Blonde Ambition Investments Inc. v. RJM Ventures LLC, 2019 SKQB 275
Judgment: October 16, 2019, Saskatchewan Court of Queen’s Bench, Counsel William R. Howe for Blonde Ambition Investments Inc.
Issue: Jurisdiction clause to have case heard in the USA if the investment agreement is a prima facie fraud
Blonde Ambitions Investments Inc. discovered that the defendant Richard Meli is the father of Joseph Meli, and that Joseph Meli was the subject matter of US based fraud actions. It seems that the funds of Blonde Ambitions have been lost. The allegations made in Securities and Exchange Commission v. Joseph Meli, et al., No. 17-CV-632 (S.D.N.Y.), was that Joseph Meli ran a Ponzi Scheme. Most of his investors, in that case, lost all or part of their investment money. Joseph Meli was sentenced to 78 months jail and ordered to pay restitution in the sum of $54,000,000.00 USD. Blonde Ambitions alleged that in their action Joseph Meli perpetrated the same kind of fraud on them in Canada that he was convicted of in the SEC action in the USA.

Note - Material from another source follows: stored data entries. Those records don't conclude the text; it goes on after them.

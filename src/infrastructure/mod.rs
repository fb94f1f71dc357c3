pub mod app_state;
pub mod auth;
pub mod config;
pub mod database;
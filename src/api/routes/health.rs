use axum::Json;
use serde::Serialize;

#[derive(Serialize)]
pub struct HealthResponse {
    status: &'static str,
    service: &'static str,
}

pub async fn health_handler() -> Json<HealthResponse> {
    Json(HealthResponse {
        status: "ok",
        service: "hand",
    })
}
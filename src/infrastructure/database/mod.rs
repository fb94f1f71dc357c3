pub mod repositories;

use std::str::FromStr;
use std::time::Duration;

use sqlx::sqlite::{SqliteConnectOptions, SqliteJournalMode, SqlitePoolOptions};
use sqlx::SqlitePool;

/// Open a pool for `database_url` (`sqlite://path` or `sqlite::memory:`).
///
/// File databases are created if missing and run in WAL mode. In-memory
/// databases live on a single connection that is never recycled, otherwise
/// each pooled connection would see its own empty database.
pub async fn connect(database_url: &str) -> Result<SqlitePool, sqlx::Error> {
    let in_memory = database_url.contains(":memory:");

    let mut options = SqliteConnectOptions::from_str(database_url)?
        .create_if_missing(true)
        .foreign_keys(true);
    if !in_memory {
        options = options.journal_mode(SqliteJournalMode::Wal);
    }

    let pool_options = if in_memory {
        SqlitePoolOptions::new()
            .max_connections(1)
            .idle_timeout(None::<Duration>)
            .max_lifetime(None::<Duration>)
    } else {
        SqlitePoolOptions::new().max_connections(8)
    };

    let pool = pool_options.connect_with(options).await?;
    tracing::info!("Connected to SQLite: {}", database_url);
    Ok(pool)
}

const MIGRATIONS: &[(&str, &str)] = &[
    (
        "parties",
        r#"
        CREATE TABLE IF NOT EXISTS parties (
            id          TEXT PRIMARY KEY,
            owner_id    TEXT NOT NULL,
            invite_code TEXT NOT NULL UNIQUE,
            max_size    INTEGER NOT NULL,
            created_at  INTEGER NOT NULL,
            updated_at  INTEGER NOT NULL
        )
        "#,
    ),
    (
        "party_members",
        r#"
        CREATE TABLE IF NOT EXISTS party_members (
            party_id   TEXT NOT NULL REFERENCES parties(id),
            account_id TEXT NOT NULL,
            role       TEXT NOT NULL,
            joined_at  INTEGER NOT NULL
        )
        "#,
    ),
    (
        "idx_party_members_unique",
        "CREATE UNIQUE INDEX IF NOT EXISTS idx_party_members_unique ON party_members (party_id, account_id)",
    ),
    (
        "idx_party_members_account",
        "CREATE UNIQUE INDEX IF NOT EXISTS idx_party_members_account ON party_members (account_id)",
    ),
];

/// Create tables and unique indexes. Safe to run on every startup.
pub async fn migrate(pool: &SqlitePool) -> Result<(), sqlx::Error> {
    tracing::info!("Running database migrations...");

    for &(name, statement) in MIGRATIONS {
        sqlx::query(statement).execute(pool).await.map_err(|e| {
            tracing::error!("Migration {} failed: {}", name, e);
            e
        })?;
    }

    tracing::info!("Migrations complete");
    Ok(())
}
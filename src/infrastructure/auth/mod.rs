mod jwt_service;
mod service_token;

pub use jwt_service::{Claims, JwtError, JwtService};
pub use service_token::ServiceTokenValidator;
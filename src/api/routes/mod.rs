pub mod health;
pub mod internal;
pub mod party;

use std::sync::Arc;

use axum::{
    middleware,
    routing::{get, post},
    Router,
};

use crate::api::middleware::{auth_middleware, service_auth_middleware};
use crate::api::AppState;

/// Create the full application router
pub fn create_router(state: Arc<AppState>) -> Router {
    Router::new()
        .route("/health", get(health::health_handler))
        .merge(create_party_router(state.clone()))
        .merge(create_internal_router(state.clone()))
        .with_state(state)
}

/// Player-facing routes (JWT auth)
fn create_party_router(state: Arc<AppState>) -> Router<Arc<AppState>> {
    Router::new()
        .route(
            "/parties",
            post(party::create_party).delete(party::disband_party),
        )
        .route("/parties/mine", get(party::get_my_party))
        .route("/parties/join", post(party::join_party))
        .route("/parties/leave", post(party::leave_party))
        .route("/parties/kick", post(party::kick_member))
        .route("/parties/transfer", post(party::transfer_ownership))
        .route("/parties/invite", post(party::regenerate_invite))
        .route_layer(middleware::from_fn_with_state(state, auth_middleware))
}

/// Internal routes (service token auth)
fn create_internal_router(state: Arc<AppState>) -> Router<Arc<AppState>> {
    Router::new()
        .route("/internal/parties/:partyId", get(internal::get_party_by_id))
        .route(
            "/internal/parties/player/:userId",
            get(internal::get_player_party),
        )
        .route_layer(middleware::from_fn_with_state(
            state,
            service_auth_middleware,
        ))
}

Blonde Ambition commenced their claim in March 2019. The defendants RJM Ventures LLC [RJM] and Richard Joseph Meli [Mr. Meli] did not defend but rather sought an order dismissing or staying the within action against all defendants on the grounds that the Saskatchewan Court of Queen’s Bench was not the appropriate forum in which to try these proceedings. Blonde Ambition Investments Inc. opposed the application and asserted that Saskatchewan was the appropriate jurisdiction for the trial of this matter.
Mr. Meli submitted that in the contract between with Blonde Ambition there was a clause that requires court actions to proceed in the State of Delaware. They submitted that the contract with Blonde Ambition clearly stated that the United States was the appropriate jurisdiction to litigate any disputes. Blonde Ambition complained that the clause is non-sensical. It speaks to “applicable to contracts made and to be performed entirely therein”. Blonde Ambition submitted that the transaction was a fraud and that the jurisdiction of law provision, like the entire contract, should be declared void.
Held: even where a court has the requisite jurisdiction, the court can decline to exercise jurisdiction if there is a more appropriate forum in which to try a proceeding. While the location where the tort occurred may be one factor in the analysis, it does not decide every jurisdiction dispute. The ultimate question is whether there is a clearly more appropriate forum for the hearing of the action.
In this case, it is an obvious and daunting burden for Blonde Ambition to travel to the USA and engage in litigation. The Defendants in the USA sought out the victim in Saskatchewan via telephone. Blonde Ambition signed the agreement in Canada. The victim funds emanated from Saskatchewan. The Court held that rogues need to understand that contract terms “gained through fraud are never secure”. The Court ruled that Saskatchewan is a more convenient jurisdiction for the case to be heard in as opposed to in the USA.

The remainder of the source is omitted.